Wardle discovered this flaw while he was trying to copy and paste a code.
“I was just kind of goofing around with this feature. I copied and pasted the code for a synthetic mouse down twice accidentally – forgetting to change a value of a flag that would indicate a mouse “up” event. Without realizing my ‘mistake,’ I compiled and ran the code, and honestly was rather surprised when it generated an allowed synthetic click!”After the possibility of synthetic mouse-click attacks was made known, Apple patched the flaw by adding security prompts in UI. Macs now ask permission from the users prior allowing any apps to run.

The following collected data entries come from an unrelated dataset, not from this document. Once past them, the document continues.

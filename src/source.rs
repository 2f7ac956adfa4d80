//! Dataset source seam.
//!
//! The analysis core never queries storage itself; a [`DatasetSource`]
//! collaborator supplies the frame for the user's category selection. The
//! desktop shell plugs in its SQL-backed source; [`CsvSource`] backs the CLI
//! and tests.

use std::path::PathBuf;

use polars::chunked_array::cast::CastOptions;
use polars::prelude::*;
use tracing::warn;

/// Supplies a dataset for a set of selected category labels.
///
/// Implementations must not propagate failures: on any error (connectivity,
/// bad file, unknown categories) they return an empty frame, which the
/// orchestrator reports as "no data for selection" without invoking the
/// generative model.
pub trait DatasetSource {
    fn fetch(&self, selected: &[String]) -> DataFrame;
}

/// CSV-backed dataset source.
///
/// Category labels are interpreted as column names; an empty selection or any
/// read failure yields an empty frame. String columns whose name contains
/// "date" are coerced to dates, mirroring what the query layer does for SQL
/// results.
pub struct CsvSource {
    path: PathBuf,
}

impl CsvSource {
    pub fn new(path: impl Into<PathBuf>) -> Self {
        Self { path: path.into() }
    }

    fn load(&self) -> PolarsResult<DataFrame> {
        let df = CsvReadOptions::default()
            .with_has_header(true)
            .try_into_reader_with_file_path(Some(self.path.clone()))?
            .finish()?;
        Ok(coerce_date_columns(df))
    }
}

impl DatasetSource for CsvSource {
    fn fetch(&self, selected: &[String]) -> DataFrame {
        if selected.is_empty() {
            return DataFrame::empty();
        }
        let df = match self.load() {
            Ok(df) => df,
            Err(e) => {
                warn!(path = %self.path.display(), error = %e, "CSV load failed");
                return DataFrame::empty();
            }
        };
        let present: Vec<&str> = selected
            .iter()
            .map(String::as_str)
            .filter(|name| df.get_column_names().iter().any(|c| c.as_str() == *name))
            .collect();
        if present.is_empty() {
            return DataFrame::empty();
        }
        df.select(present).unwrap_or_else(|e| {
            warn!(error = %e, "column selection failed");
            DataFrame::empty()
        })
    }
}

/// Parse string columns whose name contains "date" into date columns.
/// Values that fail to parse become missing; a column that cannot be coerced
/// at all is left unchanged.
pub fn coerce_date_columns(mut df: DataFrame) -> DataFrame {
    let candidates: Vec<String> = df
        .get_columns()
        .iter()
        .filter(|c| {
            c.name().to_lowercase().contains("date") && matches!(c.dtype(), DataType::String)
        })
        .map(|c| c.name().to_string())
        .collect();

    for name in candidates {
        let series = match df.column(&name) {
            Ok(col) => col.as_materialized_series().clone(),
            Err(_) => continue,
        };
        match series.cast_with_options(&DataType::Date, CastOptions::NonStrict) {
            Ok(parsed) => {
                if df.replace(&name, parsed).is_err() {
                    warn!(column = %name, "failed to install parsed date column");
                }
            }
            Err(e) => {
                warn!(column = %name, error = %e, "date coercion skipped");
            }
        }
    }
    df
}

This way, Macs prevent malware and malicious apps to run automatically on the system and that is where the vulnerability lies too.
While synthetic clicks are allowed by Mac OS for some programs such as AppleScript, Wardle told that Mac OS also allows synthetic clicks on prompts seeking permission to access calendar, contacts, location recording, and network identification. It is because of the vulnerability in Mac OS that reads two consecutive mouse “down” events as a manual approval with a “down” and “up”.
“For some unknown reason the two synthetic mouse ‘down’ events confuse the system and the OS sees it as a legitimate click. This fully breaks a foundational security mechanism of High Sierra.”
“Armed with the bug, it was trivial to programmatically bypass Apple's touted 'User-Approved Kext' security feature, dump all passwords from the keychain, bypass 3rd-party security tools, and much more! And as Apple's patch was incomplete (surprise surprise) we'll drop a 0day that (still) allows unprivileged code to post synthetic events and bypass various security mechanisms on a fully patched macOS box.”Considering the dangers associated with this trivial yet harmful bug, Wardle states that Apple will entirely ditch the flawed feature. The upcoming version of Mac OS ‘Mojave’ will block all synthetic events. Although it will cause a problem for the legitimate apps, and added burden on the users with frequent security prompts. However, it may certainly help to alleviate such vulnerabilities welcoming malware attacks.